Shell Transport & Trading Co. Ltd

Dans les premières années qui suivirent ses accords avec la Maison Worms & Compagnie, la Maison M. Samuel & Co. n'avait cessé d'étendre ses opérations aux Indes, en Indochine et en Extrême-Orient.
Encouragée par le succès qu'elle avait obtenu dans sa navigation de tanks-steamers et l'exploitation de ses dépôts de pétrole pour la consommation locale, elle envisagea, en 1897, d'aller de l'avant et de s'organiser en vue du remplacement du charbon par le pétrole dans la navigation à vapeur. L'idée n'était pas nouvelle, mais le gros obstacle qui semblait s'opposer à l'adoption de ce nouveau combustible par la navigation résidait dans l'impossibilité pour les navires de trouver partout les approvisionnements nécessaires à leurs besoins. La Maison M. Samuel & Co. forma le projet de prendre les devants. Au mois d'octobre 1897, à l'époque, par conséquent, où la "Shell Transport & Trading Co.

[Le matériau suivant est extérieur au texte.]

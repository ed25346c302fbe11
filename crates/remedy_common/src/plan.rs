//! Fix plans - ranked remediation candidates derived from runbooks.
//!
//! Plans are derived fresh per incident snapshot and are not persisted
//! beyond it. They reference evidence by (kind, id) into the pack they
//! were planned against; they never copy evidence.

use serde::{Deserialize, Serialize};

use crate::evidence::EvidenceSource;
use crate::runbook::{FixKind, RiskLevel};

/// Weak reference to an evidence item inside an EvidencePack.
#[derive(Debug, Clone, PartialEq, Eq, Serialize, Deserialize)]
#[serde(rename_all = "camelCase")]
pub struct EvidenceRef {
    pub kind: EvidenceSource,
    pub ref_id: String,
}

/// One candidate fix, derived from a runbook and the evidence pack.
#[derive(Debug, Clone, Serialize, Deserialize)]
#[serde(rename_all = "camelCase")]
pub struct FixPlan {
    /// Canonical id, `fix-{incidentId}-{runbookId}`. This exact string is
    /// the only identifier used across preview and apply; there is no
    /// substring or fallback matching anywhere.
    pub id: String,
    pub runbook_id: String,
    pub title: String,
    pub description: String,
    pub kind: FixKind,
    pub risk: RiskLevel,
    pub confidence: f64,
    pub evidence_refs: Vec<EvidenceRef>,
    pub why_this_fix: String,
}

/// Pattern-specific read-only investigation steps, always offered even
/// when no runbook matches.
#[derive(Debug, Clone, Serialize, Deserialize)]
#[serde(rename_all = "camelCase")]
pub struct RecommendedAction {
    pub title: String,
    pub description: String,
    pub steps: Vec<String>,
}

/// The planner's full answer for one incident snapshot.
#[derive(Debug, Clone, Serialize, Deserialize)]
#[serde(rename_all = "camelCase")]
pub struct RemediationPlan {
    pub incident_id: String,
    pub recommended_action: RecommendedAction,
    /// Ranked best-first; the first entry is the recommended fix.
    pub fix_plans: Vec<FixPlan>,
    #[serde(skip_serializing_if = "Option::is_none")]
    pub recommended_fix_id: Option<String>,
    pub generated_at: chrono::DateTime<chrono::Utc>,
}

/// Build the canonical fix id for a runbook applied to an incident.
pub fn fix_id(incident_id: &str, runbook_id: &str) -> String {
    format!("fix-{}-{}", incident_id, runbook_id)
}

Ltd.", était constituée pour prendre la suite des affaires de la Maison M. Samuel & Co. ainsi que divers éléments de la firme Graham & Co. et les établissements dépendant de plusieurs entreprises de distribution travaillant dans les pays d'Extrême-Orient. l'Alderman Samuel eut une entrevue avec M. H. Goudchaux et lui exposa ses idées.

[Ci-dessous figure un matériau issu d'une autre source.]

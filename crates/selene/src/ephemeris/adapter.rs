use crate::ephemeris::provider::{EphemerisError, EphemerisProvider};
use crate::ephemeris::types::Body;
use crate::time::Observer;
use crate::zodiac::normalize_degrees;
use chrono::{DateTime, Datelike, Timelike, Utc};
use std::env;
use std::path::{Path, PathBuf};
use swisseph::swe::{calc_ut, julday};

/// Swiss Ephemeris flags
const FLG_SWIEPH: i32 = 2;
const FLG_MOSEPH: i32 = 4;

/// Whole-sign house system byte; only the angles are read from it.
const HOUSE_SYSTEM_WHOLE_SIGN: u8 = b'W';

// Swiss Ephemeris body codes
const BODY_IDS: &[(Body, i32)] = &[
    (Body::Sun, 0),
    (Body::Moon, 1),
    (Body::Mercury, 2),
    (Body::Venus, 3),
    (Body::Mars, 4),
    (Body::Jupiter, 5),
    (Body::Saturn, 6),
    (Body::Uranus, 7),
    (Body::Neptune, 8),
    (Body::Pluto, 9),
    (Body::NorthNode, 11), // TRUE_NODE
    (Body::Lilith, 12),    // MEAN_APOG
    (Body::Chiron, 15),
    (Body::Ceres, 17),
    (Body::Pallas, 18),
    (Body::Juno, 19),
    (Body::Vesta, 20),
];

/// Swiss Ephemeris backed [`EphemerisProvider`].
///
/// With a data directory the adapter reads the `.se1` files, which is
/// required for the asteroids. Without one it runs the built-in Moshier
/// theory, which covers the Sun, Moon, planets, nodes and Lilith only.
pub struct SwissEphemerisAdapter {
    ephemeris_path: Option<PathBuf>,
    flags: i32,
}

impl SwissEphemerisAdapter {
    /// Create a new adapter with optional ephemeris path.
    ///
    /// Falls back to `SWISS_EPHEMERIS_PATH` when no path is given. A path
    /// that is given but missing is an error.
    pub fn new(ephemeris_path: Option<PathBuf>) -> Result<Self, EphemerisError> {
        let path = ephemeris_path
            .or_else(|| env::var("SWISS_EPHEMERIS_PATH").ok().map(PathBuf::from));

        match path {
            Some(path) => {
                if !path.exists() {
                    return Err(EphemerisError::FileNotFound {
                        path: path.display().to_string(),
                        message: "Ephemeris path does not exist. Please ensure Swiss Ephemeris \
                                  data files are installed."
                            .to_string(),
                    });
                }
                // The C library reads SE_EPHE_PATH on first use. This is
                // process-wide, like the rest of its state.
                env::set_var("SE_EPHE_PATH", &path);
                log::info!("Swiss Ephemeris data directory: {}", path.display());
                Ok(Self {
                    ephemeris_path: Some(path),
                    flags: FLG_SWIEPH,
                })
            }
            None => {
                log::info!("No Swiss Ephemeris data directory configured, using Moshier theory");
                Ok(Self::moshier())
            }
        }
    }

    /// Adapter using only the built-in analytic theory.
    pub fn moshier() -> Self {
        Self {
            ephemeris_path: None,
            flags: FLG_MOSEPH,
        }
    }

    pub fn ephemeris_path(&self) -> Option<&Path> {
        self.ephemeris_path.as_deref()
    }

    fn calc_body(
        &self,
        body: Body,
        jd: f64,
        instant: DateTime<Utc>,
    ) -> Result<f64, EphemerisError> {
        let code = BODY_IDS
            .iter()
            .find(|(b, _)| *b == body)
            .map(|(_, code)| *code)
            .ok_or(EphemerisError::UnsupportedBody { body })?;

        let result = calc_ut(jd, code as u32, self.flags as u32).map_err(|e| {
            EphemerisError::SampleFailed {
                body,
                instant,
                message: format!("Swiss Ephemeris error: {}", e),
            }
        })?;

        checked_longitude(body, instant, result.out[0])
    }

    fn calc_angles(&self, jd: f64, observer: &Observer) -> (f64, f64) {
        use swisseph::swe::houses_ex;
        use swisseph::AscMc;

        let (_cusps, a) = houses_ex(
            jd,
            self.flags,
            observer.latitude,
            observer.longitude,
            HOUSE_SYSTEM_WHOLE_SIGN as i32,
        );
        let ascmc = AscMc::from_array(a);
        (ascmc.ascendant, ascmc.mc)
    }
}

impl EphemerisProvider for SwissEphemerisAdapter {
    fn ecliptic_longitude(
        &self,
        body: Body,
        instant: DateTime<Utc>,
        observer: &Observer,
    ) -> Result<f64, EphemerisError> {
        let jd = datetime_to_julian_day(instant);
        match body {
            Body::Ascendant => {
                let (asc, _) = self.calc_angles(jd, observer);
                checked_longitude(body, instant, asc)
            }
            Body::Midheaven => {
                let (_, mc) = self.calc_angles(jd, observer);
                checked_longitude(body, instant, mc)
            }
            Body::SouthNode => {
                let north = self.calc_body(Body::NorthNode, jd, instant)?;
                Ok(normalize_degrees(north + 180.0))
            }
            _ => self.calc_body(body, jd, instant),
        }
    }
}

fn checked_longitude(body: Body, instant: DateTime<Utc>, raw: f64) -> Result<f64, EphemerisError> {
    if !raw.is_finite() {
        return Err(EphemerisError::SampleFailed {
            body,
            instant,
            message: format!("non-finite longitude {}", raw),
        });
    }
    Ok(normalize_degrees(raw))
}

/// Convert UTC datetime to Julian Day
pub fn datetime_to_julian_day(dt: DateTime<Utc>) -> f64 {
    let hour_decimal = dt.hour() as f64 + dt.minute() as f64 / 60.0 + dt.second() as f64 / 3600.0;

    // GREG_CAL = 1
    julday(dt.year(), dt.month() as i32, dt.day() as i32, hour_decimal, 1)
}
//! Year-long event scan.
//!
//! The scan runs in two phases. Every day of the year is first sampled on
//! its own (noon UTC, each body with its one-day difference, plus the lunar
//! phase). The samples are then reduced in day order through a small state
//! machine per body, which is where events are emitted. Only the reduction
//! depends on ordering.
//!
//! A body that cannot be sampled on some day keeps its previous state for
//! that day and a [`ScanWarning`] is recorded; the rest of the year is
//! unaffected.

use crate::calendar::ics::render_calendar;
use crate::calendar::moon::{full_moon_name, MoonPhase};
use crate::calendar::types::{
    CalendarError, CosmicCalendar, CosmicEvent, CosmicEventKind, ScanWarning,
};
use crate::config::CalendarConfig;
use crate::ephemeris::{
    station_hint, Body, EphemerisError, EphemerisProvider, PositionSampler, RetrogradeSample,
};
use crate::time::Observer;
use crate::zodiac::{normalize_degrees, ZodiacSign};
use chrono::{DateTime, Datelike, Duration, NaiveDate, NaiveTime, TimeZone, Utc};
use std::collections::hash_map::Entry;
use std::collections::HashMap;

/// Years the scanner accepts. Matches the span of the standard Swiss
/// Ephemeris data files.
pub const MIN_YEAR: i32 = 1800;
pub const MAX_YEAR: i32 = 2399;

/// Hour of day (UTC) each day is sampled at
const SAMPLE_HOUR: u32 = 12;

/// Maximum Sun-node distance for a New Moon to be eclipsed
pub const SOLAR_ECLIPSE_LIMIT: f64 = 18.5;
/// Maximum Sun-node distance for a Full Moon to be eclipsed
pub const LUNAR_ECLIPSE_LIMIT: f64 = 12.2;

struct LunarDay {
    phase: MoonPhase,
    angle: f64,
    illumination: f64,
    /// Sun and North Node longitudes, only sampled on New and Full Moon days.
    /// A failure carries the body that could not be sampled.
    nodes: Option<Result<(f64, f64), (Body, EphemerisError)>>,
}

struct DaySample {
    date: NaiveDate,
    instant: DateTime<Utc>,
    moon: Result<LunarDay, EphemerisError>,
    bodies: Vec<(Body, Result<RetrogradeSample, EphemerisError>)>,
}

#[derive(Debug, Clone, Copy)]
struct BodyState {
    sign: ZodiacSign,
    retrograde: bool,
    /// Noon longitudes on the two previous scanned days, most recent first
    history: [Option<f64>; 2],
}

/// Scans a year for sign ingresses, retrograde stations, cardinal moon
/// phases and eclipses, and renders the result as iCalendar text.
pub struct CosmicEventScanner<'a, P: EphemerisProvider + ?Sized> {
    sampler: PositionSampler<'a, P>,
    config: &'a CalendarConfig,
    observer: Observer,
    timestamp: Option<DateTime<Utc>>,
}

impl<'a, P: EphemerisProvider + ?Sized> CosmicEventScanner<'a, P> {
    pub fn new(provider: &'a P, config: &'a CalendarConfig, observer: Observer) -> Self {
        Self {
            sampler: PositionSampler::new(provider),
            config,
            observer,
            timestamp: None,
        }
    }

    /// Fix the `DTSTAMP` written into the calendar. Without it the wall
    /// clock at the end of the scan is used.
    pub fn with_timestamp(mut self, timestamp: DateTime<Utc>) -> Self {
        self.timestamp = Some(timestamp);
        self
    }

    pub fn generate_cosmic_calendar(&self, year: i32) -> Result<CosmicCalendar, CalendarError> {
        let days = days_of_year(year)?;
        log::debug!(
            "scanning {} days of {} for {} bodies",
            days.len(),
            year,
            self.config.tracked_bodies.len()
        );

        let samples: Vec<DaySample> = days.into_iter().map(|date| self.sample_day(date)).collect();
        let (events, warnings) = self.reduce(&samples);

        let stamp = self.timestamp.unwrap_or_else(Utc::now);
        let serialized = render_calendar(year, &events, self.config, stamp);

        log::info!(
            "cosmic calendar {}: {} events, {} warnings",
            year,
            events.len(),
            warnings.len()
        );

        Ok(CosmicCalendar {
            year,
            events,
            serialized,
            warnings,
        })
    }

    fn sample_day(&self, date: NaiveDate) -> DaySample {
        let instant = noon_utc(date);
        let provider = self.sampler.provider();

        let moon = provider
            .moon_phase_angle(instant)
            .and_then(|angle| -> Result<LunarDay, EphemerisError> {
                let illumination = provider.moon_illumination(instant)?;
                let phase = MoonPhase::classify(angle);
                let nodes = matches!(phase, MoonPhase::NewMoon | MoonPhase::FullMoon)
                    .then(|| self.sample_nodes(instant));
                Ok(LunarDay {
                    phase,
                    angle,
                    illumination,
                    nodes,
                })
            });

        let bodies = self
            .config
            .tracked_bodies
            .iter()
            .map(|&body| {
                let sample = self.sampler.sample_with_retrograde(instant, &self.observer, body);
                (body, sample)
            })
            .collect();

        DaySample {
            date,
            instant,
            moon,
            bodies,
        }
    }

    fn sample_nodes(&self, instant: DateTime<Utc>) -> Result<(f64, f64), (Body, EphemerisError)> {
        let longitude = |body: Body| {
            self.sampler
                .longitude(body, instant, &self.observer)
                .map_err(|e| (body, e))
        };
        Ok((longitude(Body::Sun)?, longitude(Body::NorthNode)?))
    }

    fn reduce(&self, samples: &[DaySample]) -> (Vec<CosmicEvent>, Vec<ScanWarning>) {
        let mut events = Vec::new();
        let mut warnings = Vec::new();
        let mut last_phase: Option<MoonPhase> = None;
        let mut states: HashMap<Body, BodyState> = HashMap::new();

        for day in samples {
            match &day.moon {
                Ok(lunar) => {
                    if lunar.phase.is_cardinal() && last_phase != Some(lunar.phase) {
                        events.push(moon_phase_event(day.instant, lunar));
                        if let Some(event) = self.eclipse_event(day, lunar, &mut warnings) {
                            events.push(event);
                        }
                    }
                    last_phase = Some(lunar.phase);
                }
                Err(e) => warnings.push(warn(day.date, None, e)),
            }

            for (body, sample) in &day.bodies {
                let sample = match sample {
                    Ok(sample) => sample,
                    Err(e) => {
                        warnings.push(warn(day.date, Some(*body), e));
                        if let Some(state) = states.get_mut(body) {
                            state.history = [None, state.history[0]];
                        }
                        continue;
                    }
                };

                let sign = ZodiacSign::from_longitude(sample.longitude);
                let state = match states.entry(*body) {
                    Entry::Occupied(slot) => slot.into_mut(),
                    Entry::Vacant(slot) => {
                        slot.insert(BodyState {
                            sign,
                            retrograde: sample.retrograde,
                            history: [Some(sample.longitude), sample.previous_longitude],
                        });
                        continue;
                    }
                };

                if sign != state.sign {
                    events.push(ingress_event(day.instant, *body, state.sign, sign));
                }
                if sample.retrograde != state.retrograde {
                    log_station_hint(day.date, sample, state);
                    events.push(station_event(day.instant, *body, sample.retrograde, sign));
                }

                *state = BodyState {
                    sign,
                    retrograde: sample.retrograde,
                    history: [Some(sample.longitude), state.history[0]],
                };
            }
        }

        (events, warnings)
    }

    fn eclipse_event(
        &self,
        day: &DaySample,
        lunar: &LunarDay,
        warnings: &mut Vec<ScanWarning>,
    ) -> Option<CosmicEvent> {
        let (sun, node) = match lunar.nodes.as_ref()? {
            Ok(pair) => *pair,
            Err((body, e)) => {
                warnings.push(warn(day.date, Some(*body), e));
                return None;
            }
        };

        let from_north = angular_separation(sun, node);
        let (distance, node_name) = if from_north <= 90.0 {
            (from_north, "North Node")
        } else {
            (180.0 - from_north, "South Node")
        };

        let (limit, kind, sign) = match lunar.phase {
            MoonPhase::NewMoon => (SOLAR_ECLIPSE_LIMIT, "Solar", ZodiacSign::from_longitude(sun)),
            _ => (
                LUNAR_ECLIPSE_LIMIT,
                "Lunar",
                ZodiacSign::from_longitude(normalize_degrees(sun + lunar.angle)),
            ),
        };
        if distance > limit {
            return None;
        }

        Some(CosmicEvent {
            date: day.instant,
            kind: CosmicEventKind::Eclipse,
            title: format!("{} {} Eclipse", lunar.phase.emoji(), kind),
            description: format!(
                "{} eclipse season: the {} in {} falls {:.1}° from the {}. Eclipses mark \
                 sudden turning points and endings that clear the way for new beginnings.",
                kind,
                lunar.phase.name(),
                sign,
                distance,
                node_name
            ),
            planet: None,
            sign: Some(sign),
        })
    }
}

fn days_of_year(year: i32) -> Result<Vec<NaiveDate>, CalendarError> {
    let invalid = || CalendarError::InvalidYear {
        year,
        min: MIN_YEAR,
        max: MAX_YEAR,
    };
    if !(MIN_YEAR..=MAX_YEAR).contains(&year) {
        return Err(invalid());
    }
    let first = NaiveDate::from_ymd_opt(year, 1, 1).ok_or_else(invalid)?;
    Ok(first.iter_days().take_while(|d| d.year() == year).collect())
}

fn noon_utc(date: NaiveDate) -> DateTime<Utc> {
    Utc.from_utc_datetime(&date.and_time(NaiveTime::MIN)) + Duration::hours(SAMPLE_HOUR as i64)
}

/// Smallest angle between two longitudes, in [0, 180].
fn angular_separation(a: f64, b: f64) -> f64 {
    let d = normalize_degrees(a - b);
    d.min(360.0 - d)
}

fn warn(date: NaiveDate, body: Option<Body>, error: &EphemerisError) -> ScanWarning {
    match body {
        Some(body) => log::warn!(
            "{}: {} not sampled, keeping previous state: {}",
            date,
            body,
            error
        ),
        None => log::warn!("{}: lunar phase not sampled: {}", date, error),
    }
    ScanWarning {
        date,
        body,
        message: error.to_string(),
    }
}

/// The three-point heuristic is coarser than the day-over-day flag, so it is
/// only reported for comparison.
fn log_station_hint(date: NaiveDate, sample: &RetrogradeSample, state: &BodyState) {
    let (Some(previous), Some(before_previous)) = (sample.previous_longitude, state.history[1])
    else {
        return;
    };
    let hint = station_hint(sample.longitude, previous, before_previous);
    log::debug!(
        "{}: {} station ({}), three-point hint {:?}",
        date,
        sample.body,
        if sample.retrograde { "retrograde" } else { "direct" },
        hint
    );
}

fn moon_phase_event(instant: DateTime<Utc>, lunar: &LunarDay) -> CosmicEvent {
    let name = match lunar.phase {
        MoonPhase::FullMoon => format!(
            "{} ({})",
            lunar.phase.name(),
            full_moon_name(instant.month())
        ),
        _ => lunar.phase.name().to_string(),
    };
    CosmicEvent {
        date: instant,
        kind: CosmicEventKind::MoonPhase,
        title: format!("{} {}", lunar.phase.emoji(), lunar.phase.name()),
        description: format!(
            "{} - {}% illuminated. A powerful time for intention setting and ritual work.",
            name,
            (lunar.illumination * 100.0).round() as i64
        ),
        planet: Some(Body::Moon),
        sign: None,
    }
}

fn ingress_event(
    instant: DateTime<Utc>,
    body: Body,
    from: ZodiacSign,
    to: ZodiacSign,
) -> CosmicEvent {
    CosmicEvent {
        date: instant,
        kind: CosmicEventKind::SignIngress,
        title: format!("{} enters {}", body, to),
        description: format!(
            "{} moves from {} into {}, bringing {} energy and themes.",
            body,
            from,
            to,
            to.quality()
        ),
        planet: Some(body),
        sign: Some(to),
    }
}

fn station_event(
    instant: DateTime<Utc>,
    body: Body,
    retrograde: bool,
    sign: ZodiacSign,
) -> CosmicEvent {
    let theme = body.display_name().to_lowercase();
    if retrograde {
        CosmicEvent {
            date: instant,
            kind: CosmicEventKind::RetrogradeStart,
            title: format!("🔴 {} Retrograde Begins", body),
            description: format!(
                "{} begins its retrograde motion in {}. A time for reflection, review, \
                 and revisiting {}-related themes.",
                body, sign, theme
            ),
            planet: Some(body),
            sign: Some(sign),
        }
    } else {
        CosmicEvent {
            date: instant,
            kind: CosmicEventKind::RetrogradeEnd,
            title: format!("🟢 {} Retrograde Ends", body),
            description: format!(
                "{} ends its retrograde motion and goes direct in {}. Forward momentum \
                 returns for {}-related matters.",
                body, sign, theme
            ),
            planet: Some(body),
            sign: Some(sign),
        }
    }
}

Ayant en vue, pour commencer, la navigation entre l'Europe et l'Indochine, il comptait créer des dépôts à Londres, Gibraltar, Marseille, Constantinople, Port-Saïd, Suez, Aden ou Périm, Colombo, Bombay, Calcutta, Singapore, Hong-Kong, Shanghai et Yokohama. Malgré les demandes qu'il avait déjà reçues, il tenait à faire à la Maison Worms et Compagnie, la première, l'offre de lui confier son agence à Marseille, à Port-Saïd et à Suez.
Le projet n'était pas fait, a priori, pour sourire à la Maison Worms : le succès de l'entreprise ne pouvait que porter préjudice aux dépôts de charbon. M. H. Goudchaux estima cependant que, si l'expérience devait être tentée, il était préférable de s'y associer et donna son acceptation de principe.
A la demande de l'Alderman Samuel, il eut un entretien préliminaire avec le président de la Compagnie du canal de Suez ; il lui exposa les grandes lignes du projet de MM. M. Samuel & Co. et, en particulier, leur intention d'établir des réservoirs de pétrole à chaque extrémité du Canal. Le président de la Compagnie du Canal exprima le désir d'être mis en possession d'un exposé détaillé du projet, d'une demande de terrains et de tous renseignements qui pourraient être utiles, en vue d'un examen par le Conseil.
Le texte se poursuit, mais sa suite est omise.